# Task goal
Only the lines that contain the string "batch" belong in the answer; pull them from the records.

# Dataset entries
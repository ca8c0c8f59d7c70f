//! Run statistics derived from the grid and agents.

use wh_core::{AgentId, Tick};

/// Where every seeded object currently is.
#[derive(Copy, Clone, PartialEq, Eq, Debug, Default)]
#[cfg_attr(feature = "serde", derive(serde::Serialize, serde::Deserialize))]
pub struct Census {
    pub floor:   usize,
    pub carried: usize,
    pub stored:  usize,
}

impl Census {
    /// Always equals the seeded object count.
    pub fn total(&self) -> usize {
        self.floor + self.carried + self.stored
    }

    pub fn is_sorted(&self) -> bool {
        self.floor == 0 && self.carried == 0
    }
}

/// What happened in one tick.
#[derive(Copy, Clone, PartialEq, Eq, Debug)]
#[cfg_attr(feature = "serde", derive(serde::Serialize, serde::Deserialize))]
pub struct TickSummary {
    pub tick:   Tick,
    pub census: Census,
    /// Agents that executed a tick-consuming action.
    pub acted:  usize,
}

/// Per-agent efficiency.
#[derive(Copy, Clone, PartialEq, Debug)]
#[cfg_attr(feature = "serde", derive(serde::Serialize, serde::Deserialize))]
pub struct AgentStats {
    pub agent:           AgentId,
    pub moves:           u64,
    pub stores:          u64,
    /// Lower is better.  `None` until the first store.
    pub moves_per_store: Option<f64>,
}
//! `wh-core`: foundational types for the warehouse simulation.
//!
//! This crate is a dependency of every other `wh-*` crate.  It has no `wh-*`
//! dependencies and only two external ones (`rand` and `thiserror`, plus
//! optional `serde`).
//!
//! # What lives here
//!
//! | Module       | Contents                                                |
//! |--------------|---------------------------------------------------------|
//! | [`ids`]      | `AgentId`, `ObjectId`, `StorageId`                      |
//! | [`geo`]      | `Coord`, `Dims`, `Heading`                              |
//! | [`time`]     | `Tick`, `SimClock`, `SimConfig`                         |
//! | [`rng`]      | `AgentRng` (per-agent), `SimRng` (seeding)              |
//! | [`action`]   | `Action` primitives and the `TaskState` enum            |
//! | [`error`]    | `CoreError`, `CoreResult`                               |
//!
//! # Feature flags
//!
//! | Flag    | Effect                                                     |
//! |---------|------------------------------------------------------------|
//! | `serde` | Adds `Serialize`/`Deserialize` to all public value types.  |

pub mod action;
pub mod error;
pub mod geo;
pub mod ids;
pub mod rng;
pub mod time;


// ── Re-exports ────────────────────────────────────────────────────────────────

pub use action::{Action, TaskState};
pub use error::{CoreError, CoreResult};
pub use geo::{Coord, Dims, Heading};
pub use ids::{AgentId, ObjectId, StorageId};
pub use rng::{AgentRng, SimRng};
pub use time::{SimClock, SimConfig, Tick};
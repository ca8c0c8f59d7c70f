//! Object classification and its per-object cache.
//!
//! The classifier is an external, possibly slow service.  It must be
//! idempotent per object, so results are cached by [`ObjectId`] and each
//! object is classified at most once per run.

use std::collections::HashMap;
use std::fmt;

use thiserror::Error;
use tracing::debug;

use wh_core::ObjectId;
use wh_grid::{ImageRef, Object};

use crate::TaskResult;

// ── Category ──────────────────────────────────────────────────────────────────

/// A classifier label, e.g. `"bottle"`.
#[derive(Clone, PartialEq, Eq, Hash, PartialOrd, Ord, Debug)]
pub struct Category(pub String);

impl Category {
    pub fn as_str(&self) -> &str {
        &self.0
    }
}

impl From<&str> for Category {
    fn from(s: &str) -> Self {
        Category(s.to_owned())
    }
}

impl fmt::Display for Category {
    fn fmt(&self, f: &mut fmt::Formatter<'_>) -> fmt::Result {
        f.write_str(&self.0)
    }
}

// ── Classifier ────────────────────────────────────────────────────────────────

#[derive(Debug, Error, PartialEq, Eq)]
pub enum ClassifyError {
    #[error("classifier returned no label for {0}")]
    NoLabel(String),

    #[error("classifier unavailable: {0}")]
    Unavailable(String),
}

/// `classify(image) -> category`.
///
/// Implementations must be `Send + Sync`: with the `parallel` feature the
/// cache calls them from Rayon workers.
pub trait Classifier: Send + Sync {
    fn classify(&self, image: &ImageRef) -> Result<Category, ClassifyError>;
}

impl<F> Classifier for F
where
    F: Fn(&ImageRef) -> Result<Category, ClassifyError> + Send + Sync,
{
    fn classify(&self, image: &ImageRef) -> Result<Category, ClassifyError> {
        self(image)
    }
}

/// Labels an image by its file stem (`"can.png"` → `can`).  A deterministic
/// local stand-in for a vision service.
pub struct StemClassifier;

impl Classifier for StemClassifier {
    fn classify(&self, image: &ImageRef) -> Result<Category, ClassifyError> {
        match image.stem() {
            "" => Err(ClassifyError::NoLabel(image.as_str().to_owned())),
            stem => Ok(Category(stem.to_owned())),
        }
    }
}

// ── ClassifierCache ───────────────────────────────────────────────────────────

/// Classification results keyed by object id.
#[derive(Default, Debug)]
pub struct ClassifierCache {
    entries: HashMap<ObjectId, Category>,
    calls:   usize,
}

impl ClassifierCache {
    pub fn new() -> Self {
        Self::default()
    }

    pub fn get(&self, id: ObjectId) -> Option<&Category> {
        self.entries.get(&id)
    }

    /// How many times the underlying classifier has been invoked.
    pub fn calls(&self) -> usize {
        self.calls
    }

    /// Classify `object`, consulting the cache first.  The flag is `true`
    /// when the classifier was actually called.
    pub fn classify(
        &mut self,
        classifier: &dyn Classifier,
        object:     &Object,
    ) -> TaskResult<(Category, bool)> {
        if let Some(category) = self.entries.get(&object.id) {
            return Ok((category.clone(), false));
        }
        let category = classifier.classify(&object.image)?;
        self.calls += 1;
        debug!(object = %object.id, %category, "classified");
        self.entries.insert(object.id, category.clone());
        Ok((category, true))
    }

    /// Classify every uncached object in `objects` in one batch and return
    /// the new entries.  Each distinct object is sent to the classifier once.
    pub fn prefetch(
        &mut self,
        classifier: &dyn Classifier,
        objects:    &[&Object],
    ) -> TaskResult<Vec<(ObjectId, Category)>> {
        let mut pending: Vec<&Object> = objects
            .iter()
            .copied()
            .filter(|o| !self.entries.contains_key(&o.id))
            .collect();
        pending.sort_by_key(|o| o.id);
        pending.dedup_by_key(|o| o.id);

        #[cfg(not(feature = "parallel"))]
        let results: Vec<(ObjectId, Result<Category, ClassifyError>)> = pending
            .iter()
            .map(|o| (o.id, classifier.classify(&o.image)))
            .collect();

        #[cfg(feature = "parallel")]
        let results: Vec<(ObjectId, Result<Category, ClassifyError>)> = {
            use rayon::prelude::*;
            pending
                .par_iter()
                .map(|o| (o.id, classifier.classify(&o.image)))
                .collect()
        };

        let mut fresh = Vec::with_capacity(results.len());
        for (id, result) in results {
            let category = result?;
            self.calls += 1;
            self.entries.insert(id, category.clone());
            fresh.push((id, category));
        }
        Ok(fresh)
    }
}
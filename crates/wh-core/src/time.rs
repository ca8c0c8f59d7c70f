//! Simulation time model.
//!
//! Time is a monotonically increasing `Tick` counter.  One tick is one full
//! perceive → plan → execute pass over every agent; there is no wall-clock
//! mapping.

use std::fmt;

// ── Tick ─────────────────────────────────────────────────────────────────────

/// An absolute simulation tick counter.
#[derive(Copy, Clone, PartialEq, Eq, PartialOrd, Ord, Hash, Debug, Default)]
#[cfg_attr(feature = "serde", derive(serde::Serialize, serde::Deserialize))]
pub struct Tick(pub u64);

impl Tick {
    pub const ZERO: Tick = Tick(0);

    /// Return the tick `n` steps after `self`.
    #[inline]
    pub fn offset(self, n: u64) -> Tick {
        Tick(self.0 + n)
    }
}

impl std::ops::Add<u64> for Tick {
    type Output = Tick;
    #[inline]
    fn add(self, rhs: u64) -> Tick {
        Tick(self.0 + rhs)
    }
}

impl std::ops::Sub for Tick {
    type Output = u64;
    #[inline]
    fn sub(self, rhs: Tick) -> u64 {
        self.0 - rhs.0
    }
}

impl fmt::Display for Tick {
    fn fmt(&self, f: &mut fmt::Formatter<'_>) -> fmt::Result {
        write!(f, "T{}", self.0)
    }
}

// ── SimClock ──────────────────────────────────────────────────────────────────

/// Tracks the current tick.
#[derive(Clone, Debug, Default)]
#[cfg_attr(feature = "serde", derive(serde::Serialize, serde::Deserialize))]
pub struct SimClock {
    pub current_tick: Tick,
}

impl SimClock {
    pub fn new() -> Self {
        Self::default()
    }

    #[inline]
    pub fn advance(&mut self) {
        self.current_tick = Tick(self.current_tick.0 + 1);
    }
}

impl fmt::Display for SimClock {
    fn fmt(&self, f: &mut fmt::Formatter<'_>) -> fmt::Result {
        write!(f, "{}", self.current_tick)
    }
}

// ── SimConfig ─────────────────────────────────────────────────────────────────

/// Run-level configuration shared by the orchestrator and output observers.
#[derive(Clone, Debug, PartialEq, Eq)]
#[cfg_attr(feature = "serde", derive(serde::Serialize, serde::Deserialize))]
pub struct SimConfig {
    /// Total ticks simulated by a bounded run.
    pub total_ticks: u64,

    /// Master RNG seed.  The same seed always produces identical results.
    pub seed: u64,

    /// Emit an agent snapshot every N ticks.  0 disables snapshots.
    pub output_interval_ticks: u64,
}

impl SimConfig {
    /// The tick at which a bounded run ends (exclusive upper bound).
    #[inline]
    pub fn end_tick(&self) -> Tick {
        Tick(self.total_ticks)
    }
}

impl Default for SimConfig {
    fn default() -> Self {
        Self {
            total_ticks:           500,
            seed:                  42,
            output_interval_ticks: 0,
        }
    }
}
//! Converting a cell path into rotate / move-forward primitives.

use wh_core::{Action, Coord, Heading};

use crate::NavResult;

/// Translate `path` into actions for an agent currently facing `facing`.
///
/// For every consecutive pair of cells the agent turns (if needed) to face
/// the next cell and then steps onto it, except for the final pair: the
/// agent turns toward the last cell but stays put, since that cell normally
/// holds the object or storage the following action targets.
///
/// Rotations are clockwise and normalized to `{90, 180, 270}`.  A pair that
/// is not a single cardinal step is an encoding error.
pub fn to_actions(path: &[Coord], facing: Heading) -> NavResult<Vec<Action>> {
    let mut heading = facing;
    let mut actions = Vec::with_capacity(path.len() * 2);
    let last_step = path.len().saturating_sub(2);

    for (i, pair) in path.windows(2).enumerate() {
        let direction = pair[0].heading_to(pair[1])?;
        let rotation = heading.rotation_to(direction);
        if rotation != 0 {
            actions.push(Action::Rotate(rotation));
            heading = direction;
        }
        if i != last_step {
            actions.push(Action::MoveForward);
        }
    }

    Ok(actions)
}
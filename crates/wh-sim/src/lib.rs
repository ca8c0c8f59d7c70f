//! `wh-sim`: the orchestrator that owns the grid and runs the tick loop.
//!
//! # Tick loop
//!
//! ```text
//! for tick in 0..config.total_ticks:
//!   ⓪ Prefetch   classify the carried objects of agents about to build a
//!                carry plan (parallel with the `parallel` feature).
//!   for agent in registration order:
//!     ① Perceive sense the four adjacent columns of the ground truth and
//!                reconcile the agent's belief map.
//!     ② Decide   validate the queue head or build a new plan.
//!     ③ Execute  apply one primitive action to the grid.
//!   ④ Record     step_completed event, floor-object series, clock advance.
//! ```
//!
//! Agent N sees every move made by agents 0..N earlier in the same tick and
//! none made by agents after it.  A fatal error from any agent aborts the
//! tick and is returned to the caller.
//!
//! # Cargo features
//!
//! | Feature    | Effect                                                     |
//! |------------|------------------------------------------------------------|
//! | `parallel` | Runs the classification prefetch on Rayon's thread pool.   |
//! | `serde`    | `Serialize`/`Deserialize` on config and statistics types.  |
//!
//! # Quick-start
//!
//! ```rust,ignore
//! use wh_nav::BfsPathfinder;
//! use wh_sim::{NoopObserver, WarehouseBuilder, WarehouseConfig};
//! use wh_task::StemClassifier;
//!
//! let mut warehouse =
//!     WarehouseBuilder::new(WarehouseConfig::default(), StemClassifier, BfsPathfinder).build()?;
//! warehouse.run(&mut NoopObserver)?;
//! println!("{:?}", warehouse.census());
//! ```

pub mod builder;
pub mod config;
pub mod error;
pub mod observer;
pub mod sim;
pub mod stats;

#[cfg(test)]
mod tests;

pub use builder::WarehouseBuilder;
pub use config::{StorageSpec, WarehouseConfig};
pub use error::{SimError, SimResult};
pub use observer::{NoopObserver, WarehouseObserver};
pub use sim::Warehouse;
pub use stats::{AgentStats, Census, TickSummary};
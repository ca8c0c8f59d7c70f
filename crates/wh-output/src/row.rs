//! Plain data rows written by output backends.

use wh_core::TaskState;

/// One agent's pose and counters at a snapshot tick.
#[derive(Debug, Clone, Copy, PartialEq, Eq)]
pub struct AgentSnapshotRow {
    pub agent_id: u32,
    pub tick:     u64,
    pub x:        i32,
    pub y:        i32,
    /// Heading in degrees clockwise from north.
    pub facing:   i32,
    pub state:    TaskState,
    pub moves:    u64,
    pub stores:   u64,
}

/// Where the objects were at the end of one tick.
#[derive(Debug, Clone, Copy, PartialEq, Eq)]
pub struct TickSummaryRow {
    pub tick:    u64,
    pub floor:   u64,
    pub carried: u64,
    pub stored:  u64,
}

/// Final per-agent efficiency.
#[derive(Debug, Clone, Copy, PartialEq)]
pub struct AgentStatsRow {
    pub agent_id:        u32,
    pub moves:           u64,
    pub stores:          u64,
    pub moves_per_store: Option<f64>,
}
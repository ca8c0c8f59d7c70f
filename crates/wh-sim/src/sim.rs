//! The `Warehouse` struct and its tick loop.

use tracing::{debug, info};

use wh_core::{AgentId, AgentRng, SimClock, SimConfig, TaskState, Tick};
use wh_grid::{Grid, Notifier, Object, WorldEvent};
use wh_nav::Pathfinder;
use wh_task::{Agent, Category, ClassifierCache, Classifier, PlanContext, decide, execute};

use crate::{AgentStats, Census, SimResult, TickSummary, WarehouseObserver};

/// The simulation runner.
///
/// Owns the single ground-truth [`Grid`] and the agent registry, and drives
/// the perceive → decide → execute loop described in the crate docs.
///
/// Create via [`WarehouseBuilder`][crate::WarehouseBuilder].
pub struct Warehouse<C: Classifier, P: Pathfinder> {
    /// Global configuration (total ticks, seed, snapshot interval).
    pub config: SimConfig,

    pub clock: SimClock,

    /// The canonical world map.  Agents never hold references into it.
    pub grid: Grid,

    /// Agents in registration order, which is also their per-tick order.
    pub agents: Vec<Agent>,

    /// Per-agent deterministic RNGs, parallel to `agents` for split borrows.
    pub rngs: Vec<AgentRng>,

    /// Category labels in partition order.
    pub categories: Vec<Category>,

    pub classifier: C,

    pub pathfinder: P,

    /// Classification results, one per object.
    pub cache: ClassifierCache,

    /// Sink for world events.  Never affects the simulation.
    pub notifier: Box<dyn Notifier>,

    /// Object count fixed at the end of seeding.
    pub seeded_objects: usize,

    /// Floor-object count after each completed tick.
    pub floor_series: Vec<(Tick, usize)>,
}

impl<C: Classifier, P: Pathfinder> Warehouse<C, P> {
    // ── Public API ────────────────────────────────────────────────────────

    /// Run from the current tick to `config.end_tick()`.
    pub fn run<O: WarehouseObserver>(&mut self, observer: &mut O) -> SimResult<()> {
        info!(from = %self.clock.current_tick, to = %self.config.end_tick(), "run started");
        while self.clock.current_tick < self.config.end_tick() {
            self.observed_step(observer)?;
        }
        self.finish(observer);
        Ok(())
    }

    /// Run exactly `n` ticks from the current position, ignoring `end_tick`.
    pub fn run_ticks<O: WarehouseObserver>(&mut self, n: u64, observer: &mut O) -> SimResult<()> {
        for _ in 0..n {
            self.observed_step(observer)?;
        }
        Ok(())
    }

    /// Run until every object is in a storage or `max_ticks` ticks have
    /// passed.  Returns the clock tick at which the floor and every
    /// inventory were first seen empty, or `None` if the limit came first.
    pub fn run_until_sorted<O: WarehouseObserver>(
        &mut self,
        max_ticks: u64,
        observer:  &mut O,
    ) -> SimResult<Option<Tick>> {
        for _ in 0..max_ticks {
            if self.is_sorted() {
                break;
            }
            self.observed_step(observer)?;
        }
        self.finish(observer);
        Ok(self.is_sorted().then_some(self.clock.current_tick))
    }

    /// Advance one tick with no observer.
    pub fn step(&mut self) -> SimResult<TickSummary> {
        let now = self.clock.current_tick;
        let summary = self.process_tick(now)?;
        self.clock.advance();
        Ok(summary)
    }

    pub fn census(&self) -> Census {
        Census {
            floor:   self.grid.floor_objects(),
            carried: self.agents.iter().filter(|a| a.inventory.is_some()).count(),
            stored:  self.grid.stored_objects(),
        }
    }

    /// No objects on the floor and none being carried.
    pub fn is_sorted(&self) -> bool {
        self.census().is_sorted()
    }

    pub fn agent_stats(&self) -> Vec<AgentStats> {
        self.agents
            .iter()
            .map(|a| AgentStats {
                agent:           a.id,
                moves:           a.moves,
                stores:          a.stores,
                moves_per_store: a.moves_per_store(),
            })
            .collect()
    }

    pub fn agent(&self, id: AgentId) -> Option<&Agent> {
        self.agents.get(id.index())
    }

    // ── Tick processing ───────────────────────────────────────────────────

    fn observed_step<O: WarehouseObserver>(&mut self, observer: &mut O) -> SimResult<TickSummary> {
        let now = self.clock.current_tick;
        observer.on_tick_start(now);
        let summary = self.process_tick(now)?;
        observer.on_tick_end(&summary);
        let interval = self.config.output_interval_ticks;
        if interval > 0 && now.0 % interval == 0 {
            observer.on_snapshot(now, &self.agents);
        }
        self.clock.advance();
        Ok(summary)
    }

    fn finish<O: WarehouseObserver>(&mut self, observer: &mut O) {
        let census = self.census();
        info!(
            tick    = %self.clock.current_tick,
            floor   = census.floor,
            carried = census.carried,
            stored  = census.stored,
            "run finished"
        );
        observer.on_sim_end(self.clock.current_tick, &self.agent_stats());
    }

    fn process_tick(&mut self, now: Tick) -> SimResult<TickSummary> {
        self.prefetch_classifications()?;

        let mut acted = 0;
        for i in 0..self.agents.len() {
            let agent = &mut self.agents[i];

            // ① Perceive
            let sensed = self.grid.surroundings(agent.position);
            agent.belief.perceive(agent.position, &sensed)?;

            // ② Decide
            let decision = {
                let mut ctx = PlanContext {
                    grid:       &self.grid,
                    pathfinder: &self.pathfinder,
                    classifier: &self.classifier,
                    cache:      &mut self.cache,
                    categories: &self.categories,
                    notifier:   self.notifier.as_mut(),
                };
                decide(agent, &mut ctx, &mut self.rngs[i])?
            };
            agent.apply(decision);

            // ③ Execute
            if execute(agent, &mut self.grid, now, self.notifier.as_mut())?.is_some() {
                acted += 1;
            }
        }

        // ④ Record
        self.notifier.notify(&WorldEvent::StepCompleted { tick: now });
        let census = self.census();
        debug_assert_eq!(census.total(), self.seeded_objects, "object count drifted");
        self.floor_series.push((now, census.floor));
        debug!(tick = %now, floor = census.floor, carried = census.carried, stored = census.stored, "tick complete");

        Ok(TickSummary { tick: now, census, acted })
    }

    /// Classify, as one batch, the inventory of every agent whose next
    /// planning pass builds a carry plan, so that pass hits the cache.
    fn prefetch_classifications(&mut self) -> SimResult<()> {
        let pending: Vec<(AgentId, &Object)> = self
            .agents
            .iter()
            .filter(|a| a.state == TaskState::CarryingObject && a.next_action().is_none())
            .filter_map(|a| a.inventory.as_ref().map(|o| (a.id, o)))
            .collect();
        if pending.is_empty() {
            return Ok(());
        }

        let objects: Vec<&Object> = pending.iter().map(|(_, o)| *o).collect();
        let fresh = self.cache.prefetch(&self.classifier, &objects)?;
        for (object, category) in fresh {
            if let Some((agent, _)) = pending.iter().find(|(_, o)| o.id == object) {
                self.notifier.notify(&WorldEvent::Vision {
                    agent:    *agent,
                    category: category.to_string(),
                });
            }
        }
        Ok(())
    }
}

# Task response
    /// Classify every uncached object in `objects` in one batch and return
    /// Classify, as one batch, the inventory of every agent whose next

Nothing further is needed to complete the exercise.